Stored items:
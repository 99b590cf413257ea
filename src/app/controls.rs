use leptos::prelude::*;

use super::browser::{BrowserOpener, BrowserViewport};
use crate::content::ResumeResource;
use crate::page::{PageController, Section, StateChange};

/// Handle to the page controller, shared through context.
///
/// Controller state changes are mirrored into signals so the view re-renders.
#[derive(Clone, Copy)]
pub struct PageControls {
    controller: StoredValue<PageController>,
    menu_open: ReadSignal<bool>,
    resume_open: ReadSignal<bool>,
}

impl PageControls {
    pub fn menu_open(&self) -> bool {
        self.menu_open.get()
    }

    pub fn resume_open(&self) -> bool {
        self.resume_open.get()
    }

    pub fn navigate(&self, section: Section) {
        self.controller.update_value(|c| {
            c.navigate(section);
        });
    }

    pub fn toggle_menu(&self) {
        self.controller.update_value(PageController::toggle_menu);
    }

    pub fn open_resume(&self) {
        self.controller.update_value(PageController::open_resume);
    }

    pub fn close_resume(&self) {
        self.controller.update_value(PageController::close_resume);
    }

    pub fn download_resume(&self) {
        self.controller.update_value(|c| {
            if let Err(e) = c.download_resume() {
                log::warn!("resume download ignored: {e}");
            }
        });
    }

    pub fn view_resume_online(&self) {
        self.controller.update_value(|c| {
            if let Err(e) = c.view_resume_online() {
                log::warn!("resume view ignored: {e}");
            }
        });
    }
}

pub fn provide_page_controls(resume: ResumeResource) -> PageControls {
    let (menu_open, set_menu_open) = signal(false);
    let (resume_open, set_resume_open) = signal(false);

    let mut controller =
        PageController::new(Box::new(BrowserViewport), Box::new(BrowserOpener), resume);
    controller.subscribe(move |change| match change {
        StateChange::Menu(open) => set_menu_open.set(open),
        StateChange::ResumeModal(open) => set_resume_open.set(open),
    });

    let controls = PageControls {
        controller: StoredValue::new(controller),
        menu_open,
        resume_open,
    };
    provide_context(controls);
    controls
}

pub fn use_page_controls() -> PageControls {
    expect_context::<PageControls>()
}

### Try it
From the first line to the last, output the records word for word.

### Exercise answer
repository 99b590cf413257ea
filename src/app/controls.rs
use leptos::prelude::*;

use super::browser::{BrowserOpener, BrowserViewport};
use crate::content::ResumeResource;
use crate::page::{PageController, Section, StateChange};

/// Handle to the page controller, shared through context.
///
/// Controller state changes are mirrored into signals so the view re-renders.
#[derive(Clone, Copy)]
pub struct PageControls {
    controller: StoredValue<PageController>,
    menu_open: ReadSignal<bool>,
    resume_open: ReadSignal<bool>,
}

impl PageControls {
    pub fn menu_open(&self) -> bool {
        self.menu_open.get()
    }

    pub fn resume_open(&self) -> bool {
        self.resume_open.get()
    }

    pub fn navigate(&self, section: Section) {
        self.controller.update_value(|c| {
            c.navigate(section);
        });
    }

    pub fn toggle_menu(&self) {
        self.controller.update_value(PageController::toggle_menu);
    }

    pub fn open_resume(&self) {
        self.controller.update_value(PageController::open_resume);
    }

    pub fn close_resume(&self) {
        self.controller.update_value(PageController::close_resume);
    }

    pub fn download_resume(&self) {
        self.controller.update_value(|c| {
            if let Err(e) = c.download_resume() {
                log::warn!("resume download ignored: {e}");
            }
        });
    }

    pub fn view_resume_online(&self) {
        self.controller.update_value(|c| {
            if let Err(e) = c.view_resume_online() {
                log::warn!("resume view ignored: {e}");
            }
        });
    }
}

pub fn provide_page_controls(resume: ResumeResource) -> PageControls {
    let (menu_open, set_menu_open) = signal(false);
    let (resume_open, set_resume_open) = signal(false);

    let mut controller =
        PageController::new(Box::new(BrowserViewport), Box::new(BrowserOpener), resume);
    controller.subscribe(move |change| match change {
        StateChange::Menu(open) => set_menu_open.set(open),
        StateChange::ResumeModal(open) => set_resume_open.set(open),
    });

    let controls = PageControls {
        controller: StoredValue::new(controller),
        menu_open,
        resume_open,
    };
    provide_context(controls);
    controls
}

pub fn use_page_controls() -> PageControls {
    expect_context::<PageControls>()
}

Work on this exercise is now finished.